On leaving him, I went to call on Mrs. Anna Bowman Dodd, the author of “Cathedral Days,” “Glorinda,” “The Republic of the Future,” and other charming books, and one of the brightest conversationalists it has ever been my good fortune to meet. After an hour’s chat with her, I had forgotten all about the grippe, and all other more or less imaginary miseries.

I returned to the Everett House to dress, and went to the Union League Club to dine with General Horace Porter.

The general possesses a rare and most happy combination of brilliant flashing Parisian wit and dry, quiet, American humor. This charming causeur and conteur tells an anecdote as nobody I know can do; he never misses fire. He assured me at table that the copyright bill will soon be passed, for, he added, “we have now a pure and pious Administration. At the White House they open their oysters with prayer.” The conversation fell on American society, or, rather, on American Societies. The highest and lowest of these can be distinguished by the use of van. “The blue blood of America put it before their names, as Van Nicken; political society puts it after, as Sullivan.”

 

O Van-itas Van-itatum!

Time passed rapidly in such delightful company.

I finished the evening at the house of Colonel Robert G. Ingersoll. If there had been any cloud of gloom still left hanging about me, it would have vanished at the sight of his sunny face. There was a small gathering of some thirty people, among them Mr. Edgar Fawcett, whose acquaintance I was delighted to make. Conversation went on briskly with one and the other, and at half-past eleven I returned to the hotel completely cured.

To-morrow morning I leave for Boston at ten o’clock to begin the lecture tour in that city, or, to use an Americanism, to “open the show.”

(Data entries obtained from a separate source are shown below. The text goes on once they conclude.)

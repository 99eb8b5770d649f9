// Integration tests for the remote analyzer client, against a local
// stand-in for the emotion-analysis endpoint.

use anyhow::Result;
use axum::{http::StatusCode, response::IntoResponse, routing::post, Json, Router};
use interview_capture::{AnalysisOutcome, FrameAnalyzer, RemoteAnalyzer, VideoFrame};
use serde_json::{json, Value};
use std::sync::{Arc, Mutex};
use std::time::Duration;

/// Spawn a fake analysis endpoint returning a fixed status and JSON body.
/// Returns the endpoint URL and the last request body it saw.
async fn spawn_endpoint(
    status: StatusCode,
    body: Value,
) -> Result<(String, Arc<Mutex<Option<Value>>>)> {
    let seen = Arc::new(Mutex::new(None));

    let app = Router::new().route(
        "/analyze",
        post({
            let seen = Arc::clone(&seen);
            move |Json(req): Json<Value>| {
                let seen = Arc::clone(&seen);
                let body = body.clone();
                async move {
                    *seen.lock().unwrap() = Some(req);
                    (status, Json(body))
                }
            }
        }),
    );

    let listener = tokio::net::TcpListener::bind("127.0.0.1:0").await?;
    let addr = listener.local_addr()?;
    tokio::spawn(async move {
        axum::serve(listener, app).await.unwrap();
    });

    Ok((format!("http://{}/analyze", addr), seen))
}

fn test_frame() -> VideoFrame {
    VideoFrame::solid(16, 16, [120, 80, 40], 0)
}

fn client(endpoint: &str) -> RemoteAnalyzer {
    RemoteAnalyzer::new(endpoint, Duration::from_secs(2)).unwrap()
}

#[tokio::test]
async fn well_formed_response_yields_mapped_metrics() -> Result<()> {
    let (endpoint, seen) = spawn_endpoint(
        StatusCode::OK,
        json!({
            "metrics": {"confident": 0.9, "stressed": 0.1, "nervous": 0.05, "engaged": 0.8},
            "face_tracking": {
                "blink_count": 5,
                "looking_at_camera": true,
                "head_pose": {"pitch": 1.0, "yaw": 2.0, "roll": 0.0}
            }
        }),
    )
    .await?;

    let image = test_frame().to_data_url(80)?;
    let outcome = client(&endpoint).analyze(&image).await;

    match outcome {
        AnalysisOutcome::Valid { facial, behavior } => {
            assert_eq!(facial.confident, 90.0);
            assert_eq!(facial.stressed, 10.0);
            assert!((facial.nervous - 5.0).abs() < 1e-4);
            assert_eq!(behavior.blink_count, 5);
            assert!(behavior.looking_at_camera);
            assert_eq!(behavior.head_pose.pitch, 1.0);
            assert_eq!(behavior.head_pose.yaw, 2.0);
            assert_eq!(behavior.head_pose.roll, 0.0);
        }
        AnalysisOutcome::Invalid => panic!("expected a valid outcome"),
    }

    // The request body carries the encoded frame under the `image` field
    let request = seen.lock().unwrap().clone().expect("endpoint saw a request");
    let image_field = request["image"].as_str().unwrap();
    assert!(image_field.starts_with("data:image/jpeg;base64,"));

    Ok(())
}

#[tokio::test]
async fn server_error_is_invalid() -> Result<()> {
    let (endpoint, _) =
        spawn_endpoint(StatusCode::INTERNAL_SERVER_ERROR, json!({"error": "boom"})).await?;

    let image = test_frame().to_data_url(80)?;
    assert_eq!(client(&endpoint).analyze(&image).await, AnalysisOutcome::Invalid);
    Ok(())
}

#[tokio::test]
async fn response_missing_required_fields_is_invalid() -> Result<()> {
    // 2xx but no face_tracking object
    let (endpoint, _) = spawn_endpoint(
        StatusCode::OK,
        json!({"metrics": {"confident": 0.9, "stressed": 0.1, "nervous": 0.05}}),
    )
    .await?;

    let image = test_frame().to_data_url(80)?;
    assert_eq!(client(&endpoint).analyze(&image).await, AnalysisOutcome::Invalid);
    Ok(())
}

#[tokio::test]
async fn non_json_response_is_invalid() -> Result<()> {
    let app = Router::new().route(
        "/analyze",
        post(|| async { (StatusCode::OK, "not json").into_response() }),
    );
    let listener = tokio::net::TcpListener::bind("127.0.0.1:0").await?;
    let addr = listener.local_addr()?;
    tokio::spawn(async move {
        axum::serve(listener, app).await.unwrap();
    });

    let image = test_frame().to_data_url(80)?;
    let outcome = client(&format!("http://{}/analyze", addr))
        .analyze(&image)
        .await;
    assert_eq!(outcome, AnalysisOutcome::Invalid);
    Ok(())
}

#[tokio::test]
async fn unreachable_endpoint_is_invalid() -> Result<()> {
    // Nothing listens on the discard port
    let image = test_frame().to_data_url(80)?;
    let outcome = client("http://127.0.0.1:9/analyze").analyze(&image).await;
    assert_eq!(outcome, AnalysisOutcome::Invalid);
    Ok(())
}

#[tokio::test]
async fn slow_endpoint_times_out_to_invalid() -> Result<()> {
    let app = Router::new().route(
        "/analyze",
        post(|| async {
            tokio::time::sleep(Duration::from_millis(500)).await;
            Json(json!({}))
        }),
    );
    let listener = tokio::net::TcpListener::bind("127.0.0.1:0").await?;
    let addr = listener.local_addr()?;
    tokio::spawn(async move {
        axum::serve(listener, app).await.unwrap();
    });

    let analyzer = RemoteAnalyzer::new(
        format!("http://{}/analyze", addr),
        Duration::from_millis(50),
    )?;
    let image = test_frame().to_data_url(80)?;
    assert_eq!(analyzer.analyze(&image).await, AnalysisOutcome::Invalid);
    Ok(())
}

There is a knock at the door.

It is the hall porter with a letter: an invitation to dine with the members of the Clover Club at Philadelphia on Thursday next, the 16th.

I look at my list of engagements and find I am in Pittsburg on that day.

I take a telegraph form and pen the following, which I will send to my friend, Major M. P. Handy, the president of this lively association:

Many thanks. Am engaged in Pittsburg on the 16th. Thank God, cannot attend your dinner.

I remember how those “boys” cheeked me two years ago, laughed at me, sat on me. That’s my telegram to you, dear Cloverites, with my love.